舟を編む【三浦しをん】

新しい辞書「大渡海」の出版に向け、長く壮大な旅が始まる。

幼い頃から辞書に魅了され、玄武書房に入社した荒木。編集者として辞書の作成に携わっており、定年まで残りわずかな月日を過ごしていた。

荒木は国語学者の松本と、新しい辞書「大渡海」の出版に向け精を出していたが、定年までに出版することは難しく、言葉の知識、辞書に対する熱意を持つ後継者を探していた。

同じ部署には、営業には向いているが辞書作りには頼りないお調子者の西岡。

実務を担当している契約社員の佐々木、しかいない。

頭を抱える荒木に西岡は、向いている男が営業部にいると教えてくれた。

周りにまじめさんと呼ばれるその男は見た目には一切気を配っていない。梲が上がらず軟弱そうな青年であった。

だが話してみると言葉に対する感性は見事で、荒木は引き抜くことにした。

そしてその男は、あだ名でもなんでもなく馬締という名であった。

決して器用とは言えない馬締は、私生活においても少し変わっていた。

下宿の1階は馬締の本で占領されてしまい、大家のタケおばさんは2階に追いやられている。

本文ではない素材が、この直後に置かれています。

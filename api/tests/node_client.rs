//! Exercises `NodeClient` against in-process fake nodes.

use std::sync::Arc;
use std::sync::Mutex;

use api::bundle;
use api::bundle::Transfer;
use api::config::NetworkConfiguration;
use api::config::NodeConfiguration;
use api::network::Network;
use api::node_client::NodeClient;
use api::node_client::NodeError;
use api::pow::LoadBalancerSettings;
use api::tangle::TangleSubmit;
use api::transaction::TRANSACTION_TRYTES;
use api::trytes;
use axum::extract::State;
use axum::http::HeaderMap;
use axum::http::StatusCode;
use axum::routing::post;
use axum::Json;
use axum::Router;
use serde_json::json;
use serde_json::Value;

#[derive(Clone, Copy)]
enum Behaviour {
    Healthy,
    ServerError,
    RejectCommands,
}

#[derive(Clone)]
struct FakeNode {
    behaviour: Behaviour,
    known_trytes: Vec<String>,
    received: Arc<Mutex<Vec<Value>>>,
}

async fn handle(
    State(node): State<FakeNode>,
    headers: HeaderMap,
    Json(body): Json<Value>,
) -> (StatusCode, Json<Value>) {
    node.received.lock().unwrap().push(body.clone());

    if headers.get("X-IOTA-API-Version").and_then(|v| v.to_str().ok()) != Some("1") {
        return (StatusCode::BAD_REQUEST, Json(json!({ "error": "Invalid API Version" })));
    }
    match node.behaviour {
        Behaviour::ServerError => {
            return (StatusCode::INTERNAL_SERVER_ERROR, Json(json!({ "exception": "database locked" })))
        }
        Behaviour::RejectCommands => {
            return (StatusCode::BAD_REQUEST, Json(json!({ "error": "Invalid addresses input" })))
        }
        Behaviour::Healthy => {}
    }

    let reply = match body["command"].as_str().unwrap_or_default() {
        "findTransactions" => json!({ "hashes": ["A".repeat(81), "B".repeat(81)] }),
        "getTrytes" => {
            let trytes: Vec<String> = body["hashes"]
                .as_array()
                .unwrap()
                .iter()
                .enumerate()
                .map(|(i, _)| {
                    node.known_trytes
                        .get(i)
                        .cloned()
                        .unwrap_or_else(|| "9".repeat(TRANSACTION_TRYTES))
                })
                .collect();
            json!({ "trytes": trytes })
        }
        "getBalances" => json!({ "balances": ["2779530283277761"], "milestoneIndex": 1 }),
        "getTransactionsToApprove" => {
            json!({ "trunkTransaction": "T".repeat(81), "branchTransaction": "B".repeat(81) })
        }
        "attachToTangle" => json!({ "trytes": body["trytes"] }),
        "storeTransactions" | "broadcastTransactions" => json!({}),
        other => {
            return (
                StatusCode::BAD_REQUEST,
                Json(json!({ "error": format!("unknown command {other}") })),
            )
        }
    };
    (StatusCode::OK, Json(reply))
}

async fn spawn_node(behaviour: Behaviour, known_trytes: Vec<String>) -> (String, Arc<Mutex<Vec<Value>>>) {
    let received = Arc::new(Mutex::new(Vec::new()));
    let node = FakeNode {
        behaviour,
        known_trytes,
        received: received.clone(),
    };
    let app = Router::new().route("/", post(handle)).with_state(node);
    let listener = tokio::net::TcpListener::bind("127.0.0.1:0").await.unwrap();
    let addr = listener.local_addr().unwrap();
    tokio::spawn(async move {
        axum::serve(listener, app).await.unwrap();
    });
    (format!("http://{addr}"), received)
}

/// An address nothing listens on.
async fn dead_node() -> String {
    let listener = tokio::net::TcpListener::bind("127.0.0.1:0").await.unwrap();
    let addr = listener.local_addr().unwrap();
    drop(listener);
    format!("http://{addr}")
}

fn client(providers: &[String]) -> NodeClient {
    let config = NetworkConfiguration {
        network: Network::Devnet,
        nodes: providers
            .iter()
            .map(|p| NodeConfiguration::new(p.clone(), 3, 9))
            .collect(),
        timeout_secs: 5,
    };
    NodeClient::new(Arc::new(LoadBalancerSettings::new(&config))).unwrap()
}

fn sample_trytes() -> Vec<String> {
    let transfer = Transfer {
        address: "A".repeat(81),
        value: 0,
        tag: "EXPLORER".to_string(),
        message: trytes::text_to_trytes("hello tangle"),
    };
    bundle::prepare_transfers(&[transfer], 1_545_000_000).unwrap()
}

#[tokio::test]
async fn sends_version_header_and_reads_hashes() {
    let (url, received) = spawn_node(Behaviour::Healthy, vec![]).await;
    let client = client(&[url]);

    let hashes = client
        .find_transactions("addresses", &["A".repeat(81)])
        .await
        .unwrap();
    assert_eq!(hashes.len(), 2);

    let requests = received.lock().unwrap();
    assert_eq!(requests[0]["command"], "findTransactions");
    assert_eq!(requests[0]["addresses"][0], "A".repeat(81));
}

#[tokio::test]
async fn unknown_hashes_are_filtered_out() {
    let known = sample_trytes();
    let (url, _) = spawn_node(Behaviour::Healthy, known.clone()).await;
    let client = client(&[url]);

    let txs = client
        .get_transactions(&["X".repeat(81), "Y".repeat(81)])
        .await
        .unwrap();
    assert_eq!(txs.len(), 1);
    assert_eq!(txs[0].message().as_deref(), Some("hello tangle"));
}

#[tokio::test]
async fn balances_request_uses_threshold() {
    let (url, received) = spawn_node(Behaviour::Healthy, vec![]).await;
    let client = client(&[url]);

    let balances = client.get_balances(&["A".repeat(81)]).await.unwrap();
    assert_eq!(balances, vec![2_779_530_283_277_761]);
    assert_eq!(received.lock().unwrap()[0]["threshold"], 100);
}

#[tokio::test]
async fn fails_over_to_next_node() {
    let dead = dead_node().await;
    let (broken, broken_received) = spawn_node(Behaviour::ServerError, vec![]).await;
    let (healthy, healthy_received) = spawn_node(Behaviour::Healthy, vec![]).await;
    let client = client(&[dead, broken, healthy]);

    let hashes = client.find_transactions("tags", &["EXPLORER".to_string()]).await.unwrap();
    assert_eq!(hashes.len(), 2);
    assert_eq!(broken_received.lock().unwrap().len(), 1);
    assert_eq!(healthy_received.lock().unwrap().len(), 1);
}

#[tokio::test]
async fn rejected_command_is_not_retried() {
    let (rejecting, _) = spawn_node(Behaviour::RejectCommands, vec![]).await;
    let (healthy, healthy_received) = spawn_node(Behaviour::Healthy, vec![]).await;
    let client = client(&[rejecting, healthy]);

    let err = client
        .find_transactions("addresses", &["A".repeat(81)])
        .await
        .unwrap_err();
    assert!(matches!(&err, NodeError::Command(m) if m == "Invalid addresses input"));
    assert!(healthy_received.lock().unwrap().is_empty());
}

#[tokio::test]
async fn every_node_down_reports_last_error() {
    let (a, _) = spawn_node(Behaviour::ServerError, vec![]).await;
    let (b, _) = spawn_node(Behaviour::ServerError, vec![]).await;
    let client = client(&[a, b]);

    let err = client.get_balances(&["A".repeat(81)]).await.unwrap_err();
    assert!(matches!(&err, NodeError::Http(500, m) if m == "database locked"));
}

#[tokio::test]
async fn send_trytes_fills_in_node_depth_and_weight() {
    let (url, received) = spawn_node(Behaviour::Healthy, vec![]).await;
    let client = client(&[url]);
    let trytes = sample_trytes();

    let txs = client.send_trytes(&trytes, 0, 0).await.unwrap();
    assert_eq!(txs.len(), 1);
    assert_eq!(txs[0].hash.len(), 81);

    let requests = received.lock().unwrap();
    let commands: Vec<&str> = requests.iter().map(|r| r["command"].as_str().unwrap()).collect();
    assert_eq!(
        commands,
        ["getTransactionsToApprove", "attachToTangle", "storeTransactions", "broadcastTransactions"]
    );
    assert_eq!(requests[0]["depth"], 3);
    assert_eq!(requests[1]["minWeightMagnitude"], 9);
    assert_eq!(requests[1]["trunkTransaction"], "T".repeat(81));
}

#[tokio::test]
async fn prepare_transfers_requires_a_seed() {
    let (url, _) = spawn_node(Behaviour::Healthy, vec![]).await;
    let client = client(&[url]);
    let transfer = Transfer {
        address: "A".repeat(81),
        ..Default::default()
    };

    assert!(client.prepare_transfers("SHORT", &[transfer.clone()]).await.is_err());
    let trytes = client.prepare_transfers(&"9".repeat(81), &[transfer]).await.unwrap();
    assert_eq!(trytes.len(), 1);
    assert_eq!(trytes[0].len(), TRANSACTION_TRYTES);
}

そんな下宿にタケおばさんの孫の香具矢が引っ越してくる。
たら馬締は香具矢に一目ぼれをし、どうしたらいいものか悩んでいた。

膨大な量の言葉に悩み救われ、着実に1歩ずつ歩みを進める。困難にぶつかりながらも、航海の舟は止まることなく漕ぎ続ける。

辞書作りに携わる者たちの人生の物語。